──────── STORED DATA
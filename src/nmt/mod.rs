// src/nmt/mod.rs
pub mod events;
pub mod heartbeat;
pub mod state_machine;
pub mod states;

pub use events::NmtEvent;
pub use heartbeat::{decode_consumer_entry, HeartbeatConsumerEntry, HeartbeatConsumers};
pub use state_machine::{AllowedMessages, MessageCategory, NmtStateMachine, NmtTransition, ResetScope};
pub use states::NmtState;
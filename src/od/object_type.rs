// src/od/object_type.rs
//
// The original C implementation this design is grounded on (a sibling
// CANopen stack's `co_obj.h`) gives every Object Dictionary entry a type
// descriptor made of four function pointers (Size/Ctrl/Read/Write), each
// taking the *whole* node, not just the object entry — because setting a
// heartbeat producer time arms a timer, and accepting a PDO COB-ID
// reconfigures the PDO engine. A sum type plays the same role here: the
// Dictionary interprets a `Plain` entry entirely on its own, but anything
// that reaches beyond the Dictionary's own storage is tagged, and `Node`
// matches on the tag after a successful write to run the side effect.

/// Identifies which direction a PDO communication-parameter COB-ID
/// belongs to, since transmit and receive COB-IDs validate differently
/// (TPDO COB-IDs may carry the RTR-disallow service flag).
#[derive(Debug, Clone, Copy, PartialEq, Eq)]
pub enum PdoDirection {
    Transmit,
    Receive,
}

/// Tags an Object Dictionary entry with the behaviour its type requires
/// beyond plain storage. See module docs for why this mirrors a
/// function-pointer table rather than being folded into `AccessFlags`.
#[derive(Debug, Clone, Copy, PartialEq, Eq)]
pub enum ObjectTypeKind {
    /// No side effects: a plain typed scalar, string, or domain buffer.
    Plain,
    /// 0x1003: error history array; sub-index 0 is a clearable count.
    ErrorHistory,
    /// 0x1010/0x1011: accepts only the "save"/"load" signature and
    /// triggers an NVM store/restore cycle rather than storing a value.
    ParaStore,
    ParaRestore,
    /// 0x1017: arming this re-programs the heartbeat producer timer.
    HeartbeatProducerTime,
    /// 0x1016 sub-entries: re-arms one heartbeat consumer guard timer.
    HeartbeatConsumerEntry,
    /// 0x1005: enabling the producer flag arms the SYNC timer.
    SyncCobId,
    /// 0x1006: changing the cycle period re-programs the SYNC timer.
    SyncCyclePeriod,
    /// 0x1400+/0x1800+ sub-index 1: accepting a new COB-ID invalidates
    /// and reconfigures the owning RPDO/TPDO channel.
    PdoCommCobId { channel: u8, direction: PdoDirection },
    /// 0x1800+/0x1400+ sub-index 2: transmission type, re-evaluated by
    /// the PDO engine on the next SYNC or event.
    PdoTransmissionType { channel: u8, direction: PdoDirection },
    /// 0x1800+ sub-index 3: inhibit time, re-read by the TPDO engine.
    PdoInhibitTime { channel: u8 },
    /// 0x1800+ sub-index 5: event timer, re-arms the TPDO's event timer.
    PdoEventTimer { channel: u8 },
    /// 0x1600+/0x1A00+ sub-index 0: number of mapped objects; writing
    /// this rebuilds the channel's mapping-link table.
    PdoMappingNumber { channel: u8, direction: PdoDirection },
    /// 0x1600+/0x1A00+ sub-index 1..=8: one mapping-link entry; writing
    /// this (while mapping is disabled) marks the link table dirty.
    PdoMappingEntry { channel: u8, direction: PdoDirection },
}

impl ObjectTypeKind {
    /// True for the pseudo-objects that reject any value other than
    /// their magic signature (store/restore command objects).
    pub fn is_signature_gated(&self) -> bool {
        matches!(self, Self::ParaStore | Self::ParaRestore)
    }
}
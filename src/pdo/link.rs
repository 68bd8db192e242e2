// src/pdo/link.rs
use alloc::vec::Vec;

/// One row of the mapping-link table: an Object mapped with the
/// asynchronous-trigger (A) flag, and which TPDO channel it feeds.
/// Writing such an object walks this table to mark every matching
/// TPDO event-pending (spec.md Section 3 "mapping-link table",
/// Section 4.5 "Object change").
#[derive(Debug, Clone, Copy, PartialEq, Eq)]
pub struct MappingLink {
    pub index: u16,
    pub sub_index: u8,
    pub tpdo_channel: u8,
}

/// Flat array of `MappingLink` rows, sized at (number of TPDOs x 8)
/// per spec.md Section 4.5, and rebuilt whenever any TPDO's mapping is
/// validated.
#[derive(Debug, Clone, Default)]
pub struct MappingLinkTable {
    links: Vec<MappingLink>,
}

impl MappingLinkTable {
    pub fn new() -> Self {
        Self { links: Vec::new() }
    }

    /// Rebuilds the table's entries for one TPDO channel from its
    /// current mapping, replacing whatever that channel previously
    /// contributed.
    pub fn rebuild_channel(
        &mut self,
        channel: u8,
        mapping: &super::mapping::PdoMapping,
    ) {
        self.links.retain(|l| l.tpdo_channel != channel);
        for (_, entry) in mapping.iter_with_offsets() {
            self.links.push(MappingLink {
                index: entry.index,
                sub_index: entry.sub_index,
                tpdo_channel: channel,
            });
        }
    }

    /// TPDO channels that map the given object, in ascending order
    /// with duplicates removed.
    pub fn channels_for(&self, index: u16, sub_index: u8) -> Vec<u8> {
        let mut channels: Vec<u8> = self
            .links
            .iter()
            .filter(|l| l.index == index && l.sub_index == sub_index)
            .map(|l| l.tpdo_channel)
            .collect();
        channels.sort_unstable();
        channels.dedup();
        channels
    }
}

#[cfg(test)]
mod tests {
    use super::*;
    use crate::pdo::mapping::{PdoMapping, PdoMappingEntry};

    #[test]
    fn walks_to_every_tpdo_mapping_the_object() {
        let mut table = MappingLinkTable::new();
        let mut mapping0 = PdoMapping::new();
        mapping0.set(
            0,
            PdoMappingEntry {
                index: 0x2000,
                sub_index: 0,
                length_bits: 16,
            },
        );
        mapping0.set_len(1);
        table.rebuild_channel(0, &mapping0);

        let mut mapping1 = PdoMapping::new();
        mapping1.set(
            0,
            PdoMappingEntry {
                index: 0x2000,
                sub_index: 0,
                length_bits: 16,
            },
        );
        mapping1.set_len(1);
        table.rebuild_channel(1, &mapping1);

        assert_eq!(table.channels_for(0x2000, 0), alloc::vec![0, 1]);
        assert!(table.channels_for(0x2001, 0).is_empty());
    }

    #[test]
    fn rebuild_replaces_prior_channel_contents() {
        let mut table = MappingLinkTable::new();
        let mut mapping = PdoMapping::new();
        mapping.set(
            0,
            PdoMappingEntry {
                index: 0x2000,
                sub_index: 0,
                length_bits: 16,
            },
        );
        mapping.set_len(1);
        table.rebuild_channel(0, &mapping);
        table.rebuild_channel(0, &PdoMapping::new());
        assert!(table.channels_for(0x2000, 0).is_empty());
    }
}
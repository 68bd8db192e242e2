// src/pdo/tpdo.rs
use super::mapping::PdoMapping;
use super::PdoError;
use crate::frame::CobId;
use crate::od::ObjectDictionary;

/// Transmission-type classes a TPDO can be configured with (CiA 301
/// Section 7.4.7, spec.md Section 4.5).
#[derive(Debug, Clone, Copy, PartialEq, Eq)]
pub enum TransmissionType {
    /// 0x00: synchronous, sent only once per application-triggered
    /// acyclic event, on the next SYNC.
    SynchronousAcyclic,
    /// 0x01..=0xF0: synchronous, sent every N SYNC events.
    SynchronousCyclic(u8),
    /// 0xFE: asynchronous, manufacturer-specific trigger.
    AsynchronousManufacturer,
    /// 0xFF: asynchronous, event-driven (object change / event timer).
    AsynchronousEvent,
}

impl TransmissionType {
    pub fn from_raw(raw: u8) -> Self {
        match raw {
            0x00 => Self::SynchronousAcyclic,
            0x01..=0xF0 => Self::SynchronousCyclic(raw),
            0xFE => Self::AsynchronousManufacturer,
            _ => Self::AsynchronousEvent,
        }
    }

    pub fn is_synchronous(&self) -> bool {
        matches!(self, Self::SynchronousAcyclic | Self::SynchronousCyclic(_))
    }
}

/// One Transmit PDO channel (spec.md Section 3 "PDO contexts", Section
/// 4.5 "Transmission (TPDO)"). Configured from Objects 0x1800+n
/// (communication) and 0x1A00+n (mapping).
#[derive(Debug, Clone)]
pub struct Tpdo {
    pub cob_id: u32,
    pub transmission_type: u8,
    pub mapping: PdoMapping,
    /// Inhibit time in units of 100 microseconds (0x1800 sub 3).
    pub inhibit_time_100us: u16,
    /// Event timer period in milliseconds (0x1800 sub 5).
    pub event_timer_ms: u16,
    pub event_pending: bool,
    pub inhibit_active: bool,
    pub event_timer_id: Option<u32>,
    pub inhibit_timer_id: Option<u32>,
}

impl Tpdo {
    pub fn new(cob_id: u32) -> Self {
        Self {
            cob_id,
            transmission_type: 0xFF,
            mapping: PdoMapping::new(),
            inhibit_time_100us: 0,
            event_timer_ms: 0,
            event_pending: false,
            inhibit_active: false,
            event_timer_id: None,
            inhibit_timer_id: None,
        }
    }

    pub fn is_valid(&self) -> bool {
        !CobId::from_raw(self.cob_id).invalid
    }

    pub fn kind(&self) -> TransmissionType {
        TransmissionType::from_raw(self.transmission_type)
    }

    pub fn has_inhibit(&self) -> bool {
        self.inhibit_time_100us > 0
    }

    /// True if this TPDO should transmit on the given (1-based) SYNC
    /// counter value (spec.md Section 4.9).
    pub fn due_at_sync_count(&self, sync_count: u32) -> bool {
        match self.kind() {
            TransmissionType::SynchronousCyclic(n) => sync_count % n as u32 == 0,
            TransmissionType::SynchronousAcyclic => self.event_pending,
            _ => false,
        }
    }

    /// Packs the current value of every mapped object into an 8-byte
    /// CAN payload, returning the number of valid bytes (spec.md
    /// Section 4.5).
    pub fn build_payload(&self, dict: &ObjectDictionary) -> Result<([u8; 8], u8), PdoError> {
        let mut buf = [0u8; 8];
        for (offset, entry) in self.mapping.iter_with_offsets() {
            let len = entry.byte_length();
            if offset + len > 8 {
                return Err(PdoError::Overrun);
            }
            let value = dict
                .read(entry.index, entry.sub_index)
                .map_err(|_| PdoError::ObjectNotFound)?;
            let bytes = value.serialize();
            if bytes.len() != len {
                return Err(PdoError::TypeMismatch);
            }
            buf[offset..offset + len].copy_from_slice(&bytes);
        }
        Ok((buf, self.mapping.total_bytes() as u8))
    }
}

#[cfg(test)]
mod tests {
    use super::*;
    use crate::od::{AccessFlags, ObjectEntry, ObjectValue};
    use crate::pdo::mapping::PdoMappingEntry;
    use crate::types::NodeId;
    use core::convert::TryFrom;

    #[test]
    fn synchronous_cyclic_fires_every_n_syncs() {
        let mut tpdo = Tpdo::new(0x181);
        tpdo.transmission_type = 4;
        assert!(!tpdo.due_at_sync_count(1));
        assert!(!tpdo.due_at_sync_count(3));
        assert!(tpdo.due_at_sync_count(4));
        assert!(tpdo.due_at_sync_count(8));
    }

    #[test]
    fn payload_reflects_current_object_value() {
        let mut dict = ObjectDictionary::new(NodeId::try_from(1u8).unwrap(), None);
        dict.insert(ObjectEntry::scalar(
            0x2000,
            0,
            ObjectValue::Unsigned16(0xAAAA),
            AccessFlags::RW.rw_mappable(),
        ));
        let mut tpdo = Tpdo::new(0x181);
        tpdo.mapping.set(
            0,
            PdoMappingEntry {
                index: 0x2000,
                sub_index: 0,
                length_bits: 16,
            },
        );
        tpdo.mapping.set_len(1);
        let (payload, len) = tpdo.build_payload(&dict).unwrap();
        assert_eq!(len, 2);
        assert_eq!(&payload[0..2], &[0xAA, 0xAA]);
    }
}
────────────────
## EXERCISE REQUIREMENTS
Using the data above, print exactly the lines from the line that contains "if offset +" through the line that contains "assert!(!tpdo.due_at_sync_count(1));", with both included.

## REPLY TO THE TASK
            if offset + len > 8 {
                return Err(PdoError::Overrun);
            }
            let value = dict
                .read(entry.index, entry.sub_index)
                .map_err(|_| PdoError::ObjectNotFound)?;
            let bytes = value.serialize();
            if bytes.len() != len {
                return Err(PdoError::TypeMismatch);
            }
            buf[offset..offset + len].copy_from_slice(&bytes);
        }
        Ok((buf, self.mapping.total_bytes() as u8))
    }
}

#[cfg(test)]
mod tests {
    use super::*;
    use crate::od::{AccessFlags, ObjectEntry, ObjectValue};
    use crate::pdo::mapping::PdoMappingEntry;
    use crate::types::NodeId;
    use core::convert::TryFrom;

    #[test]
    fn synchronous_cyclic_fires_every_n_syncs() {
        let mut tpdo = Tpdo::new(0x181);
        tpdo.transmission_type = 4;
        assert!(!tpdo.due_at_sync_count(1));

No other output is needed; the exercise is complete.